» **What needs to be done**:
Records follow. Pull out every line that contains "counters".

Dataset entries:
-- Opening Marker --

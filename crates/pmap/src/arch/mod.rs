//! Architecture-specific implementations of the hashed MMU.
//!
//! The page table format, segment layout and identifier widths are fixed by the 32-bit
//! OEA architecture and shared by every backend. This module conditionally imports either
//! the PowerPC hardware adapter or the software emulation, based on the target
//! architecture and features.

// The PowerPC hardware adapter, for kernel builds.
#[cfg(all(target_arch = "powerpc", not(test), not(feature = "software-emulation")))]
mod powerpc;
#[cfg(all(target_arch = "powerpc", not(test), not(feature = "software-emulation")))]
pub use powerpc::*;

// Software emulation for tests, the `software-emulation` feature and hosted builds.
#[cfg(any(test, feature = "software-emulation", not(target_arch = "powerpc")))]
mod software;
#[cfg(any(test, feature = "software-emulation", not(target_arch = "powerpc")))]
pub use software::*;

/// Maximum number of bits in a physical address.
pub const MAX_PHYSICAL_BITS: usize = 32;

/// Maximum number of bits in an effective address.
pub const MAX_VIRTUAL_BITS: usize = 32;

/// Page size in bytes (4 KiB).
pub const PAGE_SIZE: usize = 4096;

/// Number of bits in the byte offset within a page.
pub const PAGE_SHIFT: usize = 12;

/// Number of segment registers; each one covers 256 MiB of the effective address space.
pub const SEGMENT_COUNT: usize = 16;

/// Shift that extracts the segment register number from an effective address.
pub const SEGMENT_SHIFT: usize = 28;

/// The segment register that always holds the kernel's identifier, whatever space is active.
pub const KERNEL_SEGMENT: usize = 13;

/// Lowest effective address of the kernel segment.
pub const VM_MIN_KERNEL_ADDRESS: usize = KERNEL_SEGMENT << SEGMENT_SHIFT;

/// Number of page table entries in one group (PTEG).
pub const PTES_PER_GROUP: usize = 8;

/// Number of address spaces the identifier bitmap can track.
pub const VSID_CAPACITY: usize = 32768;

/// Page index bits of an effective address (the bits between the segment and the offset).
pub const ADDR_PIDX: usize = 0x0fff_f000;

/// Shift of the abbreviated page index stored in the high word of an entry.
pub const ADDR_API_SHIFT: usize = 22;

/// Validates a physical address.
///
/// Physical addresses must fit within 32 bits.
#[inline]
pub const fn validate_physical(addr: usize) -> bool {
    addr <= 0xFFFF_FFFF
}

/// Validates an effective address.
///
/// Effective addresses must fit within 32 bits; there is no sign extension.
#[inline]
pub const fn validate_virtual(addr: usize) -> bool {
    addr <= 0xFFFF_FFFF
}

-- Closing Marker --
-- Opening Marker --

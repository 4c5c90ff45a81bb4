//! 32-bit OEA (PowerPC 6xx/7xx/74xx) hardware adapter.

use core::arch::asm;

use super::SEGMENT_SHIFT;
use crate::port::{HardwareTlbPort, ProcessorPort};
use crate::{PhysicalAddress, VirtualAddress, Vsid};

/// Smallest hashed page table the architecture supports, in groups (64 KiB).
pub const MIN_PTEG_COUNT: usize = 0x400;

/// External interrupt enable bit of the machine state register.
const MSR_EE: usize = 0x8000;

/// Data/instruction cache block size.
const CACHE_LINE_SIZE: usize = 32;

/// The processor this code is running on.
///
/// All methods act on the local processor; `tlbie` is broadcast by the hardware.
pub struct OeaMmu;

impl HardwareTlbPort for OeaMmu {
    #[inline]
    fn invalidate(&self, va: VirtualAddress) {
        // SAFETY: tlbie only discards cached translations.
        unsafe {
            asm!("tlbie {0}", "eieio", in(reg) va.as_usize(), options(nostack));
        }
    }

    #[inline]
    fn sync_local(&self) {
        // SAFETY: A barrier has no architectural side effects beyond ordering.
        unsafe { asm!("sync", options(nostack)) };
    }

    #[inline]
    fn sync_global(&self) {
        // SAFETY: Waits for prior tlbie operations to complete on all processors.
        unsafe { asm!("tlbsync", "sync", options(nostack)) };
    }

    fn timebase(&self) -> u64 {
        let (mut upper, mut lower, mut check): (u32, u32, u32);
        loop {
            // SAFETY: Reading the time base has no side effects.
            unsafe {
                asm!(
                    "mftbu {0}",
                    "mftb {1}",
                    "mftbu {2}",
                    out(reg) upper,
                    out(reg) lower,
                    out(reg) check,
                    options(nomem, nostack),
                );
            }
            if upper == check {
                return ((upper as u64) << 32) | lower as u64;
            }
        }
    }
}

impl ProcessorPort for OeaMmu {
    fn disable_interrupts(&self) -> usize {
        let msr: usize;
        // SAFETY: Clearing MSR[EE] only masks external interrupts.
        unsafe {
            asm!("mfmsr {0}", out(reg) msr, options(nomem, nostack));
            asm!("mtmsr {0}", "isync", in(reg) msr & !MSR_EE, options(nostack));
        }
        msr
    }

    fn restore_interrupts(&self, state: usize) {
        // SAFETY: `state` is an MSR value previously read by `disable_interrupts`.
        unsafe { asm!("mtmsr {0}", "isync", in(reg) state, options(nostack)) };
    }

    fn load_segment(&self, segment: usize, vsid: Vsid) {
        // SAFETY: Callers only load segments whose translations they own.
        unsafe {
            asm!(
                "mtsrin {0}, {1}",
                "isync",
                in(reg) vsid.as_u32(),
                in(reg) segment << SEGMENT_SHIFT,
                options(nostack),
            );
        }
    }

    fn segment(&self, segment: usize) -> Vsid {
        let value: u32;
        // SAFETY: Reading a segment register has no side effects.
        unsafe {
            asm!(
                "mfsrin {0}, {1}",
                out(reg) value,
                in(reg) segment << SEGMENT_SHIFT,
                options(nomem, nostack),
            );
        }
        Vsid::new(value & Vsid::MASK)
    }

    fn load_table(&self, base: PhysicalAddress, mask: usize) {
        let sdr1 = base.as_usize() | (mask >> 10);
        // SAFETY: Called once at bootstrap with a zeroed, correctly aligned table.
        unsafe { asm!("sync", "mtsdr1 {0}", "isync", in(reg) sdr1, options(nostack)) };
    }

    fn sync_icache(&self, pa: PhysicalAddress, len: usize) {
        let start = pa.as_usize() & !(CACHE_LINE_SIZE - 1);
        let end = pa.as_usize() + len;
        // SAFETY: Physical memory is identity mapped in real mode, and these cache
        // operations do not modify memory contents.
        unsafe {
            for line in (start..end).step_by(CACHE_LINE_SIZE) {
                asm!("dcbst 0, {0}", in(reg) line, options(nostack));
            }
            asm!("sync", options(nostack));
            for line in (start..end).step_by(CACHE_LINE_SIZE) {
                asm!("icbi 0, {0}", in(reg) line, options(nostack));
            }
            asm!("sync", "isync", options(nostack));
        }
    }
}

-- Closing Marker --
-- Opening Marker --

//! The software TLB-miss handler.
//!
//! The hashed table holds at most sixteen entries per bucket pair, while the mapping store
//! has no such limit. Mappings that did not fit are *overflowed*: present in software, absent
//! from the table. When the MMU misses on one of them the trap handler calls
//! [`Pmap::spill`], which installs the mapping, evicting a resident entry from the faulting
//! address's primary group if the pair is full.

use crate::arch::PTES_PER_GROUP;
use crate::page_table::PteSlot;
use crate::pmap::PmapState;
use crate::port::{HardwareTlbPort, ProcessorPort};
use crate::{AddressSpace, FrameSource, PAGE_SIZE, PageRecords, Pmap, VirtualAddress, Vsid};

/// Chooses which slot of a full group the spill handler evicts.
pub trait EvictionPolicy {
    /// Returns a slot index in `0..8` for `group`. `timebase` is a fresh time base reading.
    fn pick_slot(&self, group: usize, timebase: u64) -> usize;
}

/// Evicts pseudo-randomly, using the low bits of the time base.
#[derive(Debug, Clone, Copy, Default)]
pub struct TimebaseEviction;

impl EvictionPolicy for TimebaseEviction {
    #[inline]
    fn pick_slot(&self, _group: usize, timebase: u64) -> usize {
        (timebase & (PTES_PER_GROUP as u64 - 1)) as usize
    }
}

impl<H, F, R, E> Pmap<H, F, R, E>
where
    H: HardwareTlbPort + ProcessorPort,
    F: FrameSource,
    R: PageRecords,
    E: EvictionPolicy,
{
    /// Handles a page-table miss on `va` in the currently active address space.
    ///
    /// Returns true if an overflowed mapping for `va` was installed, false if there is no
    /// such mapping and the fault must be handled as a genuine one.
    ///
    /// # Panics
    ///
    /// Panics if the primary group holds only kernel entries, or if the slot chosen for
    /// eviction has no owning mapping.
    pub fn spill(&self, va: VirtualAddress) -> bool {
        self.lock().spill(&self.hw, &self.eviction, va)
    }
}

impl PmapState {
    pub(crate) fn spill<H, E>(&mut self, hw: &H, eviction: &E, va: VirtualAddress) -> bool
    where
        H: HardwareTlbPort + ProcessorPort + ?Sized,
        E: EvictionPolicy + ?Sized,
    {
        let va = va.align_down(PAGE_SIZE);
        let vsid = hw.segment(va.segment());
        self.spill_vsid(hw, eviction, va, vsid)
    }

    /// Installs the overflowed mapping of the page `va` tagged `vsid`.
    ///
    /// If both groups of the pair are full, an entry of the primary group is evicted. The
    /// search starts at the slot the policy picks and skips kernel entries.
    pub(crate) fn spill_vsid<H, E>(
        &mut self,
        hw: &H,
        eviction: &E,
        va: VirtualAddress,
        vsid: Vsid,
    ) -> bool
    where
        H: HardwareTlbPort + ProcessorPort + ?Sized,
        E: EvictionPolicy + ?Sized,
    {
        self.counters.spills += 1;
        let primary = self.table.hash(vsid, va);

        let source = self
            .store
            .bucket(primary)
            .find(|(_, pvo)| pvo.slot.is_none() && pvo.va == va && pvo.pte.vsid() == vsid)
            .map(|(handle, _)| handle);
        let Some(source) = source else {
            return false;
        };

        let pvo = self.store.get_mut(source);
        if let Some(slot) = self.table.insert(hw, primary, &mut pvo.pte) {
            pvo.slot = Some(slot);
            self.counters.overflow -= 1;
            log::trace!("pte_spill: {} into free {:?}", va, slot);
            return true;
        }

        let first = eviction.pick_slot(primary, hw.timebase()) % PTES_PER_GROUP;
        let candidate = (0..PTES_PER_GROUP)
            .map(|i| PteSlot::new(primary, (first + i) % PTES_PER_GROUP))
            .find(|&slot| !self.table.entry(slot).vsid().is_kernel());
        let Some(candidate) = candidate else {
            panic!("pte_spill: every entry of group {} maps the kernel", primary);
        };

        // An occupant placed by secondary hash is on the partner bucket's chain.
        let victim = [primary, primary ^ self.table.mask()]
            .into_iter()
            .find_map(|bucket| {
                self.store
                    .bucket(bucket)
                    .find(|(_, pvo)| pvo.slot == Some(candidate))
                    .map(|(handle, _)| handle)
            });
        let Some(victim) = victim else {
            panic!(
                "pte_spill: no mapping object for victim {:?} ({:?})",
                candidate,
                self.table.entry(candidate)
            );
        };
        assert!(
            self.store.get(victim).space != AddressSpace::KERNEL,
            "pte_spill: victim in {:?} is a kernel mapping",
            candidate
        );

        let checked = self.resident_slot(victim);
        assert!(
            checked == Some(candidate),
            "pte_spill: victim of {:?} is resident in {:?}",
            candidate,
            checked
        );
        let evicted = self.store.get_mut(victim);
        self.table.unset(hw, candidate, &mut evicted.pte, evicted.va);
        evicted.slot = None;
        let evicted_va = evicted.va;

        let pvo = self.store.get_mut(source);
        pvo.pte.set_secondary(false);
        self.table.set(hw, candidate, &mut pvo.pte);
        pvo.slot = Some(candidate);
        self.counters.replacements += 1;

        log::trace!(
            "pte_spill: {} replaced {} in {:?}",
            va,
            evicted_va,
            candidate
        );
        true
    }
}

-- Closing Marker --

» **Response**:
        self.counters.spills += 1;
            self.counters.overflow -= 1;
        self.counters.replacements += 1;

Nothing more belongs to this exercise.